## What is needed
Only the lines of the data below from the one with "the entity type." through the one with "let resolver = settings.resolver().map_err(Box::new)?;" are wanted. Repeat them exactly.

Dataset entries
//! Query the book library from the command line.
//!
//! ```text
//! demo authors --select '["name", {"books": ["title"]}]'
//! demo book --title "animal farm" --select '[{"author": ["name"]}]'
//! demo add-book --title "Burmese Days" --author-id 1
//! ```
//!
//! Results are printed as JSON wrapped in `{"data": ...}`.

use clap::{Parser, Subcommand};
use resolver::{
    EntityType, Resolver, ResultNode, Selection, Settings, Value,
    errors::{CreateError, LookupError, SelectionError, SettingsError},
    library::{AUTHOR, BOOK},
};
use serde::Serialize;
use std::{io, path::PathBuf, process::ExitCode};
use thiserror::Error;
use tracing::debug;
use tracing_subscriber::EnvFilter;

/// Query the book library.
#[derive(Debug, Parser)]
#[command(version)]
struct Args {
    /// Path to a TOML settings file.
    #[arg(long, short, env = "RESOLVER_CONFIG")]
    config: Option<PathBuf>,
    /// The fields to include, as JSON, e.g. `["name", {"books": ["title"]}]`. Defaults to every
    /// scalar field.
    #[arg(long, short, global = true)]
    select: Option<String>,
    /// What to do.
    #[command(subcommand)]
    command: Command,
}

/// A query or mutation.
#[derive(Debug, Subcommand)]
enum Command {
    /// List every author.
    Authors,
    /// Look up an author by id.
    Author {
        /// The author's id.
        #[arg(long)]
        id: i64,
    },
    /// List every book.
    Books,
    /// Look up a book by title, ignoring case.
    Book {
        /// The title.
        #[arg(long)]
        title: String,
    },
    /// Add a book.
    AddBook {
        /// The title.
        #[arg(long)]
        title: String,
        /// The id of the author.
        #[arg(long)]
        author_id: i64,
    },
}

/// Errors reported to the user.
#[derive(Debug, Error)]
enum RunError {
    /// Settings could not be loaded.
    #[error(transparent)]
    Settings(#[from] Box<SettingsError>),
    /// The `--select` argument is not a selection.
    #[error("invalid selection: {0}")]
    SelectionSyntax(#[source] serde_json::Error),
    /// The selection does not fit the entity type.
    #[error(transparent)]
    Selection(#[from] SelectionError),
    /// A point lookup found nothing.
    #[error(transparent)]
    Lookup(#[from] LookupError),
    /// No book has the requested title.
    #[error("no `{BOOK}` titled {0:?}")]
    NoSuchTitle(String),
    /// A book was rejected.
    #[error(transparent)]
    Create(#[from] CreateError),
    /// The result could not be printed.
    #[error("failed to write output: {0}")]
    Output(#[source] serde_json::Error),
}

/// The output envelope.
#[derive(Debug, Serialize)]
struct Response<T> {
    /// The result.
    data: T,
}

/// Install a formatting subscriber writing to stderr. `RUST_LOG` takes precedence over the
/// configured filter.
fn setup_tracing(filter: &str) {
    let filter = EnvFilter::try_from_default_env().unwrap_or_else(|_| EnvFilter::new(filter));
    if let Err(err) = tracing_subscriber::fmt()
        .with_env_filter(filter)
        .with_writer(io::stderr)
        .try_init()
    {
        eprintln!("failed to install logger: {err}");
    }
}

/// Parse `--select`, defaulting to every scalar field of `entity`.
fn selection(
    resolver: &Resolver,
    entity: &str,
    select: Option<&str>,
) -> Result<Selection, RunError> {
    match select {
        Some(json) => serde_json::from_str(json).map_err(RunError::SelectionSyntax),
        None => resolver
            .schema()
            .entity(entity)
            .map(EntityType::scalar_selection)
            .ok_or_else(|| SelectionError::UnknownEntity(entity.into()).into()),
    }
}

/// Print a result.
fn print<T: Serialize>(data: T) -> Result<(), RunError> {
    let output = serde_json::to_string_pretty(&Response { data }).map_err(RunError::Output)?;
    println!("{output}");
    Ok(())
}

/// Run one command.
fn run(args: Args) -> Result<(), RunError> {
    let settings = Settings::load(args.config.as_deref()).map_err(Box::new)?;
    setup_tracing(&settings.log.filter);
    debug!(?settings, command = ?args.command, "starting");

    let resolver = settings.resolver().map_err(Box::new)?;
    let select = args.select.as_deref();

    match args.command {
        Command::Authors => {
            let selection = selection(&resolver, AUTHOR, select)?;
            print(resolver.resolve_collection(AUTHOR, &selection)?)
        },
        Command::Author { id } => {
            let selection = selection(&resolver, AUTHOR, select)?;
            print(resolver.require_by_key(AUTHOR, id, &selection)?)
        },
        Command::Books => {
            let selection = selection(&resolver, BOOK, select)?;
            print(resolver.resolve_collection(BOOK, &selection)?)
        },
        Command::Book { title } => {
            let selection = selection(&resolver, BOOK, select)?;
            let book: ResultNode = resolver
                .find_by_text(BOOK, "title", &title, &selection)?
                .ok_or(RunError::NoSuchTitle(title))?;
            print(book)
        },
        Command::AddBook { title, author_id } => {
            let created = resolver.create_instance(
                BOOK,
                [
                    ("title", Value::from(title)),
                    ("author_id", Value::Int(author_id)),
                ],
            )?;
            print(created)
        },
    }
}

/// Run the command and report failures on stderr.
fn main() -> ExitCode {
    match run(Args::parse()) {
        Ok(()) => ExitCode::SUCCESS,
        Err(err) => {
            eprintln!("error: {err}");
            ExitCode::FAILURE
        },
    }
}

## Response to the task
    /// The selection does not fit the entity type.
    #[error(transparent)]
    Selection(#[from] SelectionError),
    /// A point lookup found nothing.
    #[error(transparent)]
    Lookup(#[from] LookupError),
    /// No book has the requested title.
    #[error("no `{BOOK}` titled {0:?}")]
    NoSuchTitle(String),
    /// A book was rejected.
    #[error(transparent)]
    Create(#[from] CreateError),
    /// The result could not be printed.
    #[error("failed to write output: {0}")]
    Output(#[source] serde_json::Error),
}

/// The output envelope.
#[derive(Debug, Serialize)]
struct Response<T> {
    /// The result.
    data: T,
}

/// Install a formatting subscriber writing to stderr. `RUST_LOG` takes precedence over the
/// configured filter.
fn setup_tracing(filter: &str) {
    let filter = EnvFilter::try_from_default_env().unwrap_or_else(|_| EnvFilter::new(filter));
    if let Err(err) = tracing_subscriber::fmt()
        .with_env_filter(filter)
        .with_writer(io::stderr)
        .try_init()
    {
        eprintln!("failed to install logger: {err}");
    }
}

/// Parse `--select`, defaulting to every scalar field of `entity`.
fn selection(
    resolver: &Resolver,
    entity: &str,
    select: Option<&str>,
) -> Result<Selection, RunError> {
    match select {
        Some(json) => serde_json::from_str(json).map_err(RunError::SelectionSyntax),
        None => resolver
            .schema()
            .entity(entity)
            .map(EntityType::scalar_selection)
            .ok_or_else(|| SelectionError::UnknownEntity(entity.into()).into()),
    }
}

/// Print a result.
fn print<T: Serialize>(data: T) -> Result<(), RunError> {
    let output = serde_json::to_string_pretty(&Response { data }).map_err(RunError::Output)?;
    println!("{output}");
    Ok(())
}

/// Run one command.
fn run(args: Args) -> Result<(), RunError> {
    let settings = Settings::load(args.config.as_deref()).map_err(Box::new)?;
    setup_tracing(&settings.log.filter);
    debug!(?settings, command = ?args.command, "starting");

    let resolver = settings.resolver().map_err(Box::new)?;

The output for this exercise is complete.